Posted on 02/18/2015 3:24:56 PM PST by NYer

You wouldn’t think that anyone would fight about Ash Wednesday and Lent. For Catholics it’s part of what we do. For others it’s something they can use or not as they find it helpful, and increasing numbers do. Down-the-line Evangelical churches have started to hold special services for Ash Wednesday complete with ashes and to treat the Sundays after it as Sundays in Lent. Rather severely anti-sacramental Evangelicals now speak of giving things up and fasting on Fridays.

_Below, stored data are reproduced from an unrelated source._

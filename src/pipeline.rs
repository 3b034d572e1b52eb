//! Pipeline orchestration
//!
//! This module provides the public one-call API of the crate. It runs the
//! full pipeline from raw indicator series to a composite index report:
//! normalization → alignment → standardization → factor extraction → rescale.

use std::collections::BTreeMap;

use chrono::NaiveDate;
use serde::{Deserialize, Serialize};
use tracing::{debug, info};

use crate::builder::{BuildOutcome, CompositeIndexBuilder, IndexConfig};
use crate::error::{BuildError, ComputeError, Dropped};
use crate::normalizer::{NormalizedIndicators, Normalizer, NormalizerConfig};
use crate::schema::{CleaningOptions, RawSeriesAdapter, RawSeriesDocument};
use crate::sources::FetchOutcome;
use crate::types::{CompositeIndex, GrowthSeries, GrowthTransform, RawSeries};

/// Settings for a whole pipeline run, loadable from JSON
#[derive(Debug, Clone, Copy, Default, PartialEq, Serialize, Deserialize)]
#[serde(default)]
pub struct PipelineConfig {
    pub normalizer: NormalizerConfig,
    pub index: IndexConfig,
}

impl PipelineConfig {
    pub fn from_json(json: &str) -> Result<Self, ComputeError> {
        Ok(serde_json::from_str(json)?)
    }
}

/// What happened to one indicator
#[derive(Debug, Clone, PartialEq, Serialize, Deserialize)]
#[serde(tag = "status", rename_all = "snake_case")]
pub enum IndicatorStatus {
    Included {
        transform: GrowthTransform,
        growth_points: usize,
        first_date: Option<NaiveDate>,
        last_date: Option<NaiveDate>,
    },
    Dropped {
        reason: String,
    },
}

/// Per-indicator line of a report
#[derive(Debug, Clone, PartialEq, Serialize, Deserialize)]
pub struct IndicatorDiagnostics {
    pub indicator: String,
    #[serde(flatten)]
    pub status: IndicatorStatus,
}

impl IndicatorDiagnostics {
    fn included(name: &str, growth: &GrowthSeries) -> Self {
        Self {
            indicator: name.to_string(),
            status: IndicatorStatus::Included {
                transform: growth.transform,
                growth_points: growth.len(),
                first_date: growth.first_date(),
                last_date: growth.last_date(),
            },
        }
    }

    fn dropped(name: &str, reason: &Dropped) -> Self {
        Self {
            indicator: name.to_string(),
            status: IndicatorStatus::Dropped {
                reason: reason.to_string(),
            },
        }
    }

    pub fn is_included(&self) -> bool {
        matches!(self.status, IndicatorStatus::Included { .. })
    }
}

/// Result of a pipeline run
#[derive(Debug, Clone, PartialEq)]
pub struct IctrReport {
    pub outcome: BuildOutcome,
    /// One line per supplied indicator, ordered by name
    pub indicators: Vec<IndicatorDiagnostics>,
    /// Indicators left out before the index was built
    pub dropped: Vec<(String, Dropped)>,
}

impl IctrReport {
    pub fn index(&self) -> Option<&CompositeIndex> {
        self.outcome.index()
    }

    pub fn explained_variance_ratio(&self) -> Option<f64> {
        self.outcome.explained_variance_ratio()
    }

    pub fn is_no_index(&self) -> bool {
        self.outcome.is_no_index()
    }

    /// Number of indicators the caller supplied
    pub fn indicators_supplied(&self) -> usize {
        self.indicators.len()
    }

    /// Number of indicators that reached the index builder
    pub fn indicators_used(&self) -> usize {
        self.indicators.iter().filter(|d| d.is_included()).count()
    }
}

/// Convert a mapping of raw series into a composite index report with the
/// default configuration (12-month lag, base 100, scale 10).
///
/// # Example
/// ```ignore
/// let report = compute_ictr(&raw)?;
/// if let Some(index) = report.index() {
///     println!("latest ICTR: {:?}", index.latest());
/// }
/// ```
pub fn compute_ictr(raw: &BTreeMap<String, RawSeries>) -> Result<IctrReport, BuildError> {
    IctrProcessor::default().process(raw)
}

/// Same as [`compute_ictr`], for fetcher results that may have failed.
///
/// Each failed fetch is reported as [`Dropped::FetchFailed`].
pub fn compute_ictr_from_fetches(
    fetches: &BTreeMap<String, FetchOutcome>,
) -> Result<IctrReport, BuildError> {
    IctrProcessor::default().process_fetches(fetches)
}

/// Pipeline with explicit settings.
///
/// Holds no state between runs; identical inputs give identical reports.
#[derive(Debug, Clone, Copy, Default)]
pub struct IctrProcessor {
    normalizer: Normalizer,
    builder: CompositeIndexBuilder,
}

impl IctrProcessor {
    pub fn new(config: PipelineConfig) -> Self {
        Self {
            normalizer: Normalizer::new(config.normalizer),
            builder: CompositeIndexBuilder::new(config.index),
        }
    }

    pub fn normalizer(&self) -> &Normalizer {
        &self.normalizer
    }

    pub fn builder(&self) -> &CompositeIndexBuilder {
        &self.builder
    }

    /// Run the pipeline on successfully fetched series
    pub fn process(&self, raw: &BTreeMap<String, RawSeries>) -> Result<IctrReport, BuildError> {
        let normalized = self.normalizer.normalize_all(raw);
        self.finish(normalized)
    }

    /// Run the pipeline on fetch outcomes, dropping failed fetches
    pub fn process_fetches(
        &self,
        fetches: &BTreeMap<String, FetchOutcome>,
    ) -> Result<IctrReport, BuildError> {
        let mut fetched = BTreeMap::new();
        let mut failed = Vec::new();

        for (name, outcome) in fetches {
            match outcome {
                Ok(series) => {
                    fetched.insert(name.clone(), series.clone());
                }
                Err(failure) => {
                    debug!(indicator = %name, reason = %failure, "fetch failed upstream");
                    failed.push((name.clone(), Dropped::from(failure.clone())));
                }
            }
        }

        let mut normalized = self.normalizer.normalize_all(&fetched);
        normalized.dropped.extend(failed);
        self.finish(normalized)
    }

    /// Run the pipeline on an input document
    pub fn process_document(
        &self,
        document: &RawSeriesDocument,
        options: &CleaningOptions,
    ) -> Result<IctrReport, ComputeError> {
        let fetches = RawSeriesAdapter::to_raw_series(document, options)?;
        Ok(self.process_fetches(&fetches)?)
    }

    fn finish(&self, normalized: NormalizedIndicators) -> Result<IctrReport, BuildError> {
        let NormalizedIndicators { series, mut dropped } = normalized;
        dropped.sort_by(|a, b| a.0.cmp(&b.0));

        let mut lines: BTreeMap<&str, IndicatorDiagnostics> = series
            .iter()
            .map(|(name, growth)| (name.as_str(), IndicatorDiagnostics::included(name, growth)))
            .collect();
        for (name, reason) in &dropped {
            lines.insert(name.as_str(), IndicatorDiagnostics::dropped(name, reason));
        }
        let indicators: Vec<IndicatorDiagnostics> = lines.into_values().collect();

        let outcome = self.builder.build(&series)?;

        match &outcome {
            BuildOutcome::Index(built) => info!(
                indicators = built.index.indicators.len(),
                dropped = dropped.len(),
                months = built.index.len(),
                explained_variance = built.index.explained_variance_ratio,
                "ICTR computed"
            ),
            BuildOutcome::NoIndex(reason) => info!(
                dropped = dropped.len(),
                %reason,
                "no ICTR computed"
            ),
        }

        Ok(IctrReport {
            outcome,
            indicators,
            dropped,
        })
    }
}
//! Adapter for converting ictr.raw_series.v1 documents to raw series
//!
//! Parses period labels into dates, drops missing values, averages duplicate
//! dates and applies an optional history cutoff. Per-indicator problems
//! (a fetcher-reported failure, an unparseable period) become fetch failures
//! so the pipeline can drop that indicator and carry on.

use std::collections::BTreeMap;

use chrono::{DateTime, NaiveDate, NaiveDateTime, Utc};
use tracing::debug;

use crate::error::ComputeError;
use crate::schema::raw_series::*;
use crate::sources::{FetchFailed, FetchOutcome};
use crate::types::RawSeries;

/// Conversion options applied to every indicator
#[derive(Debug, Clone, Default, PartialEq)]
pub struct CleaningOptions {
    /// Discard observations dated before this day
    pub since: Option<NaiveDate>,
}

/// Adapter for converting input documents to raw series
pub struct RawSeriesAdapter;

impl RawSeriesAdapter {
    /// Parse a JSON string containing a whole document
    pub fn parse_document(json: &str) -> Result<RawSeriesDocument, ComputeError> {
        let document: RawSeriesDocument = serde_json::from_str(json)?;
        Ok(document)
    }

    /// Parse NDJSON (newline-delimited JSON), one indicator record per line
    pub fn parse_ndjson(ndjson: &str) -> Result<RawSeriesDocument, ComputeError> {
        let mut indicators = Vec::new();
        for (line_num, line) in ndjson.lines().enumerate() {
            let trimmed = line.trim();
            if trimmed.is_empty() {
                continue;
            }
            match serde_json::from_str::<IndicatorRecord>(trimmed) {
                Ok(record) => indicators.push(record),
                Err(e) => {
                    return Err(ComputeError::ParseError(format!(
                        "Failed to parse line {}: {}",
                        line_num + 1,
                        e
                    )));
                }
            }
        }
        Ok(RawSeriesDocument::new(indicators))
    }

    /// Convert a document to one fetch outcome per indicator.
    ///
    /// The document structure must be valid (version, unique names); anything
    /// wrong with a single record only fails that record.
    pub fn to_raw_series(
        document: &RawSeriesDocument,
        options: &CleaningOptions,
    ) -> Result<BTreeMap<String, FetchOutcome>, ComputeError> {
        document.validate()?;

        Ok(document
            .indicators
            .iter()
            .map(|record| (record.name.clone(), Self::convert_record(record, options)))
            .collect())
    }

    /// Validate the document and each record, returning only the failures
    pub fn validate_records(document: &RawSeriesDocument) -> Vec<ValidationResult> {
        let mut results = Vec::new();

        if let Err(error) = document.validate() {
            results.push(ValidationResult {
                index: None,
                indicator: None,
                error,
            });
        }

        results.extend(
            document
                .indicators
                .iter()
                .enumerate()
                .filter_map(|(idx, record)| {
                    record.validate().err().map(|error| ValidationResult {
                        index: Some(idx),
                        indicator: Some(record.name.clone()),
                        error,
                    })
                }),
        );

        results
    }

    fn convert_record(record: &IndicatorRecord, options: &CleaningOptions) -> FetchOutcome {
        if let Some(reason) = &record.fetch_error {
            return Err(FetchFailed::new(reason.clone()));
        }

        // Duplicate dates are averaged.
        let mut by_date: BTreeMap<NaiveDate, (f64, usize)> = BTreeMap::new();
        for obs in &record.observations {
            let date = parse_period(&obs.period)
                .map_err(|e| FetchFailed::new(format!("{}: {}", record.name, e)))?;

            let Some(value) = obs.value.filter(|v| v.is_finite()) else {
                continue;
            };
            if options.since.is_some_and(|since| date < since) {
                continue;
            }

            let entry = by_date.entry(date).or_insert((0.0, 0));
            entry.0 += value;
            entry.1 += 1;
        }

        debug!(
            indicator = %record.name,
            observations = record.observations.len(),
            kept = by_date.len(),
            "converted indicator record"
        );

        Ok(RawSeries::from_pairs(
            record.name.clone(),
            by_date
                .into_iter()
                .map(|(date, (sum, count))| (date, sum / count as f64)),
        ))
    }
}

/// Parse a published period label into a date.
///
/// Quarters map to the first day of the quarter's last month (`2024-Q1` →
/// 2024-03-01), months to their first day, bare years to January 1st.
/// Anything else is read as an ISO date, `YYYY-MM`, an ISO datetime, or
/// epoch milliseconds.
pub fn parse_period(period: &str) -> Result<NaiveDate, ComputeError> {
    let trimmed = period.trim();
    let upper = trimmed.to_ascii_uppercase();
    let invalid = || ComputeError::PeriodParseError(period.to_string());

    if let Some((year, quarter)) = upper.split_once('Q') {
        let year: i32 = year.trim_end_matches('-').parse().map_err(|_| invalid())?;
        let quarter: u32 = quarter.parse().map_err(|_| invalid())?;
        if !(1..=4).contains(&quarter) {
            return Err(invalid());
        }
        return NaiveDate::from_ymd_opt(year, quarter * 3, 1).ok_or_else(invalid);
    }

    if let Some((year, month)) = upper.split_once('M') {
        let year: i32 = year.trim_end_matches('-').parse().map_err(|_| invalid())?;
        let month: u32 = month.parse().map_err(|_| invalid())?;
        return NaiveDate::from_ymd_opt(year, month, 1).ok_or_else(invalid);
    }

    if !trimmed.is_empty() && trimmed.bytes().all(|b| b.is_ascii_digit()) {
        if trimmed.len() == 4 {
            let year: i32 = trimmed.parse().map_err(|_| invalid())?;
            return NaiveDate::from_ymd_opt(year, 1, 1).ok_or_else(invalid);
        }
        if trimmed.len() >= 9 {
            let millis: i64 = trimmed.parse().map_err(|_| invalid())?;
            return DateTime::<Utc>::from_timestamp_millis(millis)
                .map(|dt| dt.date_naive())
                .ok_or_else(invalid);
        }
        return Err(invalid());
    }

    NaiveDate::parse_from_str(trimmed, "%Y-%m-%d")
        .or_else(|_| NaiveDate::parse_from_str(&format!("{trimmed}-01"), "%Y-%m-%d"))
        .or_else(|_| DateTime::parse_from_rfc3339(trimmed).map(|dt| dt.date_naive()))
        .or_else(|_| {
            NaiveDateTime::parse_from_str(trimmed, "%Y-%m-%dT%H:%M:%S").map(|dt| dt.date())
        })
        .map_err(|_| invalid())
}

/// A failed validation check
#[derive(Debug)]
pub struct ValidationResult {
    /// Record position, `None` for document-level failures
    pub index: Option<usize>,
    pub indicator: Option<String>,
    pub error: ValidationError,
}
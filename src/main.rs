mod db;
mod grading;
mod ipc;
mod store;

use std::io::{self, BufRead, Write};

use serde_json::json;

/// One response line per request line. stdout carries the protocol, so all
/// diagnostics travel on the response envelope.
fn emit(stdout: &mut io::Stdout, resp: &serde_json::Value) {
    let line = serde_json::to_string(resp).unwrap_or_else(|_| "{\"ok\":false}".to_string());
    let _ = writeln!(stdout, "{}", line);
    let _ = stdout.flush();
}

fn main() {
    let mut state = ipc::AppState {
        workspace: None,
        db: None,
    };

    let stdin = io::stdin();
    let mut stdout = io::stdout();

    for line in stdin.lock().lines() {
        let line = match line {
            Ok(v) => v,
            Err(_) => break,
        };
        if line.trim().is_empty() {
            continue;
        }

        let req: ipc::Request = match serde_json::from_str(&line) {
            Ok(v) => v,
            Err(e) => {
                // No id to echo back on unparseable input.
                emit(
                    &mut stdout,
                    &json!({
                        "ok": false,
                        "error": { "code": "bad_json", "message": e.to_string() }
                    }),
                );
                continue;
            }
        };

        let resp = ipc::handle_request(&mut state, req);
        emit(&mut stdout, &resp);
    }
}
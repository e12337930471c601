use serde_json::json;
use std::io::{BufRead, BufReader, Write};
use std::path::PathBuf;
use std::process::{Child, ChildStdin, ChildStdout, Command, Stdio};
use std::time::{SystemTime, UNIX_EPOCH};

fn temp_dir(prefix: &str) -> PathBuf {
    let p = std::env::temp_dir().join(format!(
        "{}-{}",
        prefix,
        SystemTime::now()
            .duration_since(UNIX_EPOCH)
            .expect("clock")
            .as_nanos()
    ));
    std::fs::create_dir_all(&p).expect("create temp dir");
    p
}

fn spawn_sidecar() -> (Child, ChildStdin, BufReader<ChildStdout>) {
    let exe = env!("CARGO_BIN_EXE_edusmartd");
    let mut child = Command::new(exe)
        .stdin(Stdio::piped())
        .stdout(Stdio::piped())
        .stderr(Stdio::null())
        .spawn()
        .expect("spawn edusmartd");
    let stdin = child.stdin.take().expect("child stdin");
    let stdout = child.stdout.take().expect("child stdout");
    (child, stdin, BufReader::new(stdout))
}

fn request(
    stdin: &mut ChildStdin,
    reader: &mut BufReader<ChildStdout>,
    id: &str,
    method: &str,
    params: serde_json::Value,
) -> serde_json::Value {
    let payload = json!({ "id": id, "method": method, "params": params });
    writeln!(stdin, "{}", payload).expect("write request");
    stdin.flush().expect("flush request");

    let mut line = String::new();
    reader.read_line(&mut line).expect("read response line");
    let value: serde_json::Value = serde_json::from_str(line.trim()).expect("parse response json");
    assert_eq!(value.get("id").and_then(|v| v.as_str()), Some(id));
    value
}

fn request_ok(
    stdin: &mut ChildStdin,
    reader: &mut BufReader<ChildStdout>,
    id: &str,
    method: &str,
    params: serde_json::Value,
) -> serde_json::Value {
    let value = request(stdin, reader, id, method, params);
    assert_eq!(
        value.get("ok").and_then(|v| v.as_bool()),
        Some(true),
        "{} failed: {}",
        method,
        value
    );
    value.get("result").cloned().expect("result present")
}

fn request_err(
    stdin: &mut ChildStdin,
    reader: &mut BufReader<ChildStdout>,
    id: &str,
    method: &str,
    params: serde_json::Value,
    code: &str,
) -> serde_json::Value {
    let value = request(stdin, reader, id, method, params);
    assert_eq!(
        value.get("ok").and_then(|v| v.as_bool()),
        Some(false),
        "{} unexpectedly succeeded: {}",
        method,
        value
    );
    let error = value.get("error").cloned().expect("error present");
    assert_eq!(
        error.get("code").and_then(|v| v.as_str()),
        Some(code),
        "wrong error code for {}: {}",
        method,
        error
    );
    error
}

fn register_institution(
    stdin: &mut ChildStdin,
    reader: &mut BufReader<ChildStdout>,
    id: &str,
    name: &str,
) -> String {
    let res = request_ok(
        stdin,
        reader,
        id,
        "institutions.register",
        json!({ "name": name }),
    );
    res["institutionId"].as_str().expect("institutionId").to_string()
}

fn create_class(
    stdin: &mut ChildStdin,
    reader: &mut BufReader<ChildStdout>,
    id: &str,
    institution_id: &str,
    name: &str,
) -> String {
    let res = request_ok(
        stdin,
        reader,
        id,
        "classes.create",
        json!({ "institutionId": institution_id, "name": name }),
    );
    res["classGroupId"].as_str().expect("classGroupId").to_string()
}

#[test]
fn enrollment_starts_unassigned_and_reassignment_moves_the_student() {
    let workspace = temp_dir("edusmart-members-reassign");
    let (mut child, mut stdin, mut reader) = spawn_sidecar();
    request_ok(
        &mut stdin,
        &mut reader,
        "1",
        "workspace.select",
        json!({ "path": workspace.to_string_lossy() }),
    );
    let institution_id = register_institution(&mut stdin, &mut reader, "2", "Membership School");
    let class_group_id = create_class(&mut stdin, &mut reader, "3", &institution_id, "5e B");

    let enrolled = request_ok(
        &mut stdin,
        &mut reader,
        "4",
        "students.enroll",
        json!({
            "institutionId": institution_id,
            "lastName": "Kone",
            "firstName": "Issa"
        }),
    );
    let student_id = enrolled["studentId"].as_str().expect("studentId").to_string();

    let listed = request_ok(
        &mut stdin,
        &mut reader,
        "5",
        "students.list",
        json!({ "institutionId": institution_id }),
    );
    let row = &listed["students"][0];
    assert_eq!(row["id"].as_str(), Some(student_id.as_str()));
    assert!(row["classGroupId"].is_null());

    request_ok(
        &mut stdin,
        &mut reader,
        "6",
        "students.update",
        json!({ "studentId": student_id, "patch": { "classGroupId": class_group_id } }),
    );
    let roster = request_ok(
        &mut stdin,
        &mut reader,
        "7",
        "students.list",
        json!({ "institutionId": institution_id, "classGroupId": class_group_id }),
    );
    let members = roster["students"].as_array().expect("students");
    assert_eq!(members.len(), 1);
    assert_eq!(members[0]["id"].as_str(), Some(student_id.as_str()));

    // Unassigning puts the student back into the institution-wide pool.
    request_ok(
        &mut stdin,
        &mut reader,
        "8",
        "students.update",
        json!({ "studentId": student_id, "patch": { "classGroupId": null } }),
    );
    let emptied = request_ok(
        &mut stdin,
        &mut reader,
        "9",
        "students.list",
        json!({ "institutionId": institution_id, "classGroupId": class_group_id }),
    );
    assert_eq!(emptied["students"].as_array().map(|a| a.len()), Some(0));

    drop(stdin);
    let _ = child.wait();
    let _ = std::fs::remove_dir_all(workspace);
}

#[test]
fn class_group_must_belong_to_the_same_institution() {
    let workspace = temp_dir("edusmart-members-crossinst");
    let (mut child, mut stdin, mut reader) = spawn_sidecar();
    request_ok(
        &mut stdin,
        &mut reader,
        "1",
        "workspace.select",
        json!({ "path": workspace.to_string_lossy() }),
    );
    let inst_a = register_institution(&mut stdin, &mut reader, "2", "Institution A");
    let inst_b = register_institution(&mut stdin, &mut reader, "3", "Institution B");
    let class_b = create_class(&mut stdin, &mut reader, "4", &inst_b, "Terminale");

    let error = request_err(
        &mut stdin,
        &mut reader,
        "5",
        "students.enroll",
        json!({
            "institutionId": inst_a,
            "classGroupId": class_b,
            "lastName": "Cisse",
            "firstName": "Mariam"
        }),
        "bad_params",
    );
    assert_eq!(
        error["message"].as_str(),
        Some("class group belongs to another institution")
    );

    let enrolled = request_ok(
        &mut stdin,
        &mut reader,
        "6",
        "students.enroll",
        json!({ "institutionId": inst_a, "lastName": "Cisse", "firstName": "Mariam" }),
    );
    let student_id = enrolled["studentId"].as_str().expect("studentId").to_string();

    request_err(
        &mut stdin,
        &mut reader,
        "7",
        "students.update",
        json!({ "studentId": student_id, "patch": { "classGroupId": class_b } }),
        "bad_params",
    );

    drop(stdin);
    let _ = child.wait();
    let _ = std::fs::remove_dir_all(workspace);
}

#[test]
fn scores_require_matching_class_membership() {
    let workspace = temp_dir("edusmart-members-scores");
    let (mut child, mut stdin, mut reader) = spawn_sidecar();
    request_ok(
        &mut stdin,
        &mut reader,
        "1",
        "workspace.select",
        json!({ "path": workspace.to_string_lossy() }),
    );
    let institution_id = register_institution(&mut stdin, &mut reader, "2", "Score School");
    let class_a = create_class(&mut stdin, &mut reader, "3", &institution_id, "5e A");
    let class_b = create_class(&mut stdin, &mut reader, "4", &institution_id, "5e B");

    let subject_b = request_ok(
        &mut stdin,
        &mut reader,
        "5",
        "subjects.create",
        json!({ "classGroupId": class_b, "name": "Mathematics" }),
    )["subjectId"]
        .as_str()
        .expect("subjectId")
        .to_string();

    let enrolled = request_ok(
        &mut stdin,
        &mut reader,
        "6",
        "students.enroll",
        json!({
            "institutionId": institution_id,
            "classGroupId": class_a,
            "lastName": "Dembele",
            "firstName": "Oumar"
        }),
    );
    let student_id = enrolled["studentId"].as_str().expect("studentId").to_string();

    let error = request_err(
        &mut stdin,
        &mut reader,
        "7",
        "scores.record",
        json!({
            "studentId": student_id,
            "subjectId": subject_b,
            "session": 1,
            "kind": "exam",
            "ordinal": 1,
            "value": 50.0
        }),
        "bad_params",
    );
    assert_eq!(
        error["message"].as_str(),
        Some("student is not enrolled in the subject's class group")
    );

    drop(stdin);
    let _ = child.wait();
    let _ = std::fs::remove_dir_all(workspace);
}

#[test]
fn deleting_a_class_unassigns_its_students() {
    let workspace = temp_dir("edusmart-members-classdelete");
    let (mut child, mut stdin, mut reader) = spawn_sidecar();
    request_ok(
        &mut stdin,
        &mut reader,
        "1",
        "workspace.select",
        json!({ "path": workspace.to_string_lossy() }),
    );
    let institution_id = register_institution(&mut stdin, &mut reader, "2", "Survivor School");
    let class_group_id = create_class(&mut stdin, &mut reader, "3", &institution_id, "CM2");

    let subject_id = request_ok(
        &mut stdin,
        &mut reader,
        "4",
        "subjects.create",
        json!({ "classGroupId": class_group_id, "name": "French" }),
    )["subjectId"]
        .as_str()
        .expect("subjectId")
        .to_string();
    let enrolled = request_ok(
        &mut stdin,
        &mut reader,
        "5",
        "students.enroll",
        json!({
            "institutionId": institution_id,
            "classGroupId": class_group_id,
            "lastName": "Sidibe",
            "firstName": "Nana"
        }),
    );
    let student_id = enrolled["studentId"].as_str().expect("studentId").to_string();
    request_ok(
        &mut stdin,
        &mut reader,
        "6",
        "scores.record",
        json!({
            "studentId": student_id,
            "subjectId": subject_id,
            "session": 1,
            "kind": "continuous",
            "ordinal": 1,
            "value": 70.0
        }),
    );

    request_ok(
        &mut stdin,
        &mut reader,
        "7",
        "classes.delete",
        json!({ "classGroupId": class_group_id }),
    );

    let listed = request_ok(
        &mut stdin,
        &mut reader,
        "8",
        "students.list",
        json!({ "institutionId": institution_id }),
    );
    let row = &listed["students"][0];
    assert_eq!(row["id"].as_str(), Some(student_id.as_str()));
    assert!(row["classGroupId"].is_null());

    // The class and its subjects are gone with their score history.
    request_err(
        &mut stdin,
        &mut reader,
        "9",
        "reports.classList",
        json!({ "classGroupId": class_group_id }),
        "not_found",
    );
    let scores = request_ok(
        &mut stdin,
        &mut reader,
        "10",
        "scores.list",
        json!({ "studentId": student_id, "subjectId": subject_id }),
    );
    assert_eq!(scores["entries"].as_array().map(|a| a.len()), Some(0));

    drop(stdin);
    let _ = child.wait();
    let _ = std::fs::remove_dir_all(workspace);
}

#[test]
fn roster_keeps_enrollment_order_and_moves_append_at_the_end() {
    let workspace = temp_dir("edusmart-members-roster");
    let (mut child, mut stdin, mut reader) = spawn_sidecar();
    request_ok(
        &mut stdin,
        &mut reader,
        "1",
        "workspace.select",
        json!({ "path": workspace.to_string_lossy() }),
    );
    let institution_id = register_institution(&mut stdin, &mut reader, "2", "Roster School");
    let class_group_id = create_class(&mut stdin, &mut reader, "3", &institution_id, "CE1");

    let mut ids = Vec::new();
    for (i, (last, first)) in [("Zeta", "A"), ("Alpha", "B"), ("Mid", "C")].iter().enumerate() {
        let res = request_ok(
            &mut stdin,
            &mut reader,
            &format!("e{}", i),
            "students.enroll",
            json!({
                "institutionId": institution_id,
                "classGroupId": class_group_id,
                "lastName": last,
                "firstName": first
            }),
        );
        ids.push(res["studentId"].as_str().expect("studentId").to_string());
    }

    let roster = request_ok(
        &mut stdin,
        &mut reader,
        "4",
        "students.list",
        json!({ "institutionId": institution_id, "classGroupId": class_group_id }),
    );
    let listed: Vec<&str> = roster["students"]
        .as_array()
        .expect("students")
        .iter()
        .map(|s| s["id"].as_str().expect("id"))
        .collect();
    // Enrollment order, not alphabetical.
    assert_eq!(listed, ids.iter().map(String::as_str).collect::<Vec<_>>());

    // Moving the first student out and back appends at the roster tail.
    request_ok(
        &mut stdin,
        &mut reader,
        "5",
        "students.update",
        json!({ "studentId": ids[0], "patch": { "classGroupId": null } }),
    );
    request_ok(
        &mut stdin,
        &mut reader,
        "6",
        "students.update",
        json!({ "studentId": ids[0], "patch": { "classGroupId": class_group_id } }),
    );
    let reordered = request_ok(
        &mut stdin,
        &mut reader,
        "7",
        "students.list",
        json!({ "institutionId": institution_id, "classGroupId": class_group_id }),
    );
    let listed: Vec<&str> = reordered["students"]
        .as_array()
        .expect("students")
        .iter()
        .map(|s| s["id"].as_str().expect("id"))
        .collect();
    assert_eq!(listed, vec![ids[1].as_str(), ids[2].as_str(), ids[0].as_str()]);

    drop(stdin);
    let _ = child.wait();
    let _ = std::fs::remove_dir_all(workspace);
}
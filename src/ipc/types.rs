use std::path::PathBuf;

use rusqlite::Connection;
use serde::Deserialize;

/// One line of the stdin protocol: `{"id", "method", "params"}`.
#[derive(Debug, Deserialize, Clone)]
pub struct Request {
    pub id: String,
    pub method: String,
    #[serde(default)]
    pub params: serde_json::Value,
}

/// Daemon state: no workspace until `workspace.select` opens one, then a
/// single SQLite handle for its lifetime.
pub struct AppState {
    pub workspace: Option<PathBuf>,
    pub db: Option<Connection>,
}
mod error;
mod handlers;
mod router;
mod types;

pub use router::handle_request;
pub use types::{AppState, Request};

I find this cheering, but my friend Carl Trueman doesn’t. Carl teaches Church history at Westminster Theological Seminary in Philadelphia, the flagship of serious Reformed (i.e., Calvinist) Christianity in America. He’s a pastor in the Orthodox Presbyterian Church. If you’re thinking of the somewhat wooly-minded, generically Protestant Presbyterians in the church in middle of town, you’re not thinking of Carl’s kind of Presbyterian. The mainline Presbyterians are the ones in tweed and corduroy; Carl’s type are in biker leathers. He’s one John Calvin would have recognized as a brother.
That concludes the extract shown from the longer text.